Yes, I thought GerhardRP's pursuit was admirable and worthwhile, too, but then a couple of people here went ballistic over the data I provided - one has even personally attacked me in another post - so now I'm not so sure.


----------



## GerhardRP (Nov 17, 2009)

Tesseract said:


> Yes, I thought GerhardRP's pursuit was admirable and worthwhile, too, but then a couple of people here went ballistic over the data I provided - one has even personally attacked me in another post - so now I'm not so sure.


I am baffled by the response too... I'm trying to stay with science and engineering... the only flames should be from burning rubber at the drag strip.
PS. Thanks


----------



## Plamenator (Mar 6, 2009)

Bowser330 said:


> +1000000
> 
> 
> I want to see a 13" Kostov @ 300V with a 1000A controller


 
Have you seen the upgraded 13"?
http://kostov-motors.com/files/productattachments/368d71ead58e43d575e4cd3581254a93_G01A1220.pdf

I will upload curves for it by the end of the month.
Only up to 500A+220V though. We actually blew the generator motor with the prototype - the dyno motor was simply not up to the task I guess  and it will take some time to rebuild it with the new high rpm collector.

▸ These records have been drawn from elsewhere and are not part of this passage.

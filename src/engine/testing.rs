//! Mock capabilities for engine tests
//!
//! These doubles stand in for the model, memory, and tool collaborators so
//! the orchestration cycle can be exercised without real I/O.

use crate::llm::{ModelClient, ModelError, ModelReply, ModelRequest};
use crate::memory::{MemoryError, MemoryProvider, Snippet};
use crate::tools::{Tool, ToolOutput};
use async_trait::async_trait;
use serde_json::{json, Value};
use std::collections::VecDeque;
use std::sync::{Arc, Mutex};
use std::time::Duration;
use tokio::sync::Notify;

// ============================================================================
// Mock Model Client
// ============================================================================

/// Model client that returns queued replies in order
pub struct MockModelClient {
    replies: Mutex<VecDeque<Result<ModelReply, ModelError>>>,
    model_id: String,
    /// Record of all requests made
    pub requests: Mutex<Vec<ModelRequest>>,
}

impl MockModelClient {
    pub fn new(model_id: impl Into<String>) -> Self {
        Self {
            replies: Mutex::new(VecDeque::new()),
            model_id: model_id.into(),
            requests: Mutex::new(Vec::new()),
        }
    }

    /// Queue a successful reply
    pub fn queue_reply(&self, reply: ModelReply) {
        self.replies.lock().unwrap().push_back(Ok(reply));
    }

    /// Queue an error reply
    pub fn queue_error(&self, error: ModelError) {
        self.replies.lock().unwrap().push_back(Err(error));
    }

    /// Get recorded requests
    pub fn recorded_requests(&self) -> Vec<ModelRequest> {
        self.requests.lock().unwrap().clone()
    }
}

#[async_trait]
impl ModelClient for MockModelClient {
    async fn invoke(&self, request: &ModelRequest) -> Result<ModelReply, ModelError> {
        self.requests.lock().unwrap().push(request.clone());
        self.replies
            .lock()
            .unwrap()
            .pop_front()
            .unwrap_or_else(|| Err(ModelError::network("No mock reply queued")))
    }

    fn model_id(&self) -> &str {
        &self.model_id
    }
}

// ============================================================================
// Delayed Mock Model Client (for cancellation testing)
// ============================================================================

/// Model client with configurable delay before answering
pub struct DelayedModelClient {
    inner: MockModelClient,
    delay: Duration,
    /// Notified when a request starts (for test synchronization)
    pub request_started: Arc<Notify>,
}

impl DelayedModelClient {
    pub fn new(model_id: impl Into<String>, delay: Duration) -> Self {
        Self {
            inner: MockModelClient::new(model_id),
            delay,
            request_started: Arc::new(Notify::new()),
        }
    }

    pub fn queue_reply(&self, reply: ModelReply) {
        self.inner.queue_reply(reply);
    }
}

#[async_trait]
impl ModelClient for DelayedModelClient {
    async fn invoke(&self, request: &ModelRequest) -> Result<ModelReply, ModelError> {
        // notify_one stores a permit, so the waiter wins even if it
        // subscribes after the request has already started.
        self.request_started.notify_one();
        tokio::time::sleep(self.delay).await;
        self.inner.invoke(request).await
    }

    fn model_id(&self) -> &str {
        self.inner.model_id()
    }
}

// ============================================================================
// Scripted Memory Provider
// ============================================================================

/// Memory provider returning fixed snippets, or failing on demand
pub struct ScriptedMemoryProvider {
    personal: Vec<Snippet>,
    worldview: Vec<Snippet>,
    fail: bool,
}

impl ScriptedMemoryProvider {
    /// Provider with no stored snippets
    pub fn empty() -> Self {
        Self {
            personal: Vec::new(),
            worldview: Vec::new(),
            fail: false,
        }
    }

    pub fn with_snippets(personal: Vec<&str>, worldview: Vec<&str>) -> Self {
        Self {
            personal: personal.into_iter().map(Snippet::new).collect(),
            worldview: worldview.into_iter().map(Snippet::new).collect(),
            fail: false,
        }
    }

    /// Provider whose every retrieval fails
    pub fn failing() -> Self {
        Self {
            personal: Vec::new(),
            worldview: Vec::new(),
            fail: true,
        }
    }

    fn take(&self, snippets: &[Snippet], k: usize) -> Result<Vec<Snippet>, MemoryError> {
        if self.fail {
            return Err(MemoryError::Unreachable("scripted failure".to_string()));
        }
        Ok(snippets.iter().take(k).cloned().collect())
    }
}

#[async_trait]
impl MemoryProvider for ScriptedMemoryProvider {
    async fn retrieve_context(
        &self,
        _student_did: &str,
        _query: &str,
        k: usize,
    ) -> Result<Vec<Snippet>, MemoryError> {
        self.take(&self.personal, k)
    }

    async fn retrieve_worldview_context(
        &self,
        _query: &str,
        k: usize,
    ) -> Result<Vec<Snippet>, MemoryError> {
        self.take(&self.worldview, k)
    }
}

// ============================================================================
// Static Tool
// ============================================================================

/// Tool that always returns the same canned output
pub struct StaticTool {
    name: String,
    output: ToolOutput,
}

impl StaticTool {
    pub fn new(name: impl Into<String>, output: ToolOutput) -> Self {
        Self {
            name: name.into(),
            output,
        }
    }
}

#[async_trait]
impl Tool for StaticTool {
    fn name(&self) -> &str {
        &self.name
    }

    fn description(&self) -> String {
        format!("Static {}", self.name)
    }

    fn input_schema(&self) -> Value {
        json!({ "type": "object", "properties": {} })
    }

    async fn run(&self, _input: Value) -> ToolOutput {
        self.output.clone()
    }
}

Reliability of provided motor data is quite important for us though.
To say the least, it makes for a nasty marketing dilemma...


----------



## GerhardRP (Nov 17, 2009)

Plamenator said:


> Have you seen the upgraded 13"?
> http://kostov-motors.com/files/productattachments/368d71ead58e43d575e4cd3581254a93_G01A1220.pdf
> 
> I will upload curves for it by the end of the month.
> ...


Do you have the performance curves in tabular form.. 9- inch first.. I get cross-eyed picking points from a graph.
BTW what does the expression "U=144-5.3/In**I" mean on the 11" 144V Kostov curve?
http://kostov-motors.com/files/productattachments/4777daf364d61560a2b7091ec822ae63_S144F05.pdf
Gerhard
PS some of the PDFs are behind the wrong links on the index page.


----------



## Plamenator (Mar 6, 2009)

"144-5.3/ln I" is the formula for calculating voltage sag at the different amp draws. I.e. when you draw 280 assumed votage is 139V, but when you draw 500A voltage will be less than 139V and for the purpose of the curve is calculated using the above expression.


----------



## Bowser330 (Jun 15, 2008)

Plamenator said:


> Have you seen the upgraded 13"?
> http://kostov-motors.com/files/productattachments/368d71ead58e43d575e4cd3581254a93_G01A1220.pdf
> 
> I will upload curves for it by the end of the month.
> ...


Indeed I have seen the motor schematics and am patiently waiting for the torque curve...


----------



## major (Apr 4, 2008)

Plamenator said:


> "144-5.3/ln I" is the formula for calculating voltage sag at the different amp draws. I.e. when you draw 280 assumed votage is 139V, but when you draw 500A voltage will be less than 139V and for the purpose of the curve is calculated using the above expression.


Hi Plamenator,

We are (or at least I am) used to seeing the motor terminal voltage expressed as a battery voltage represented by an open circuit voltage (Voc) minus a term representing the sag expressed as a resistance times the current (R * I). Hence, Vm = Voc - R * I. 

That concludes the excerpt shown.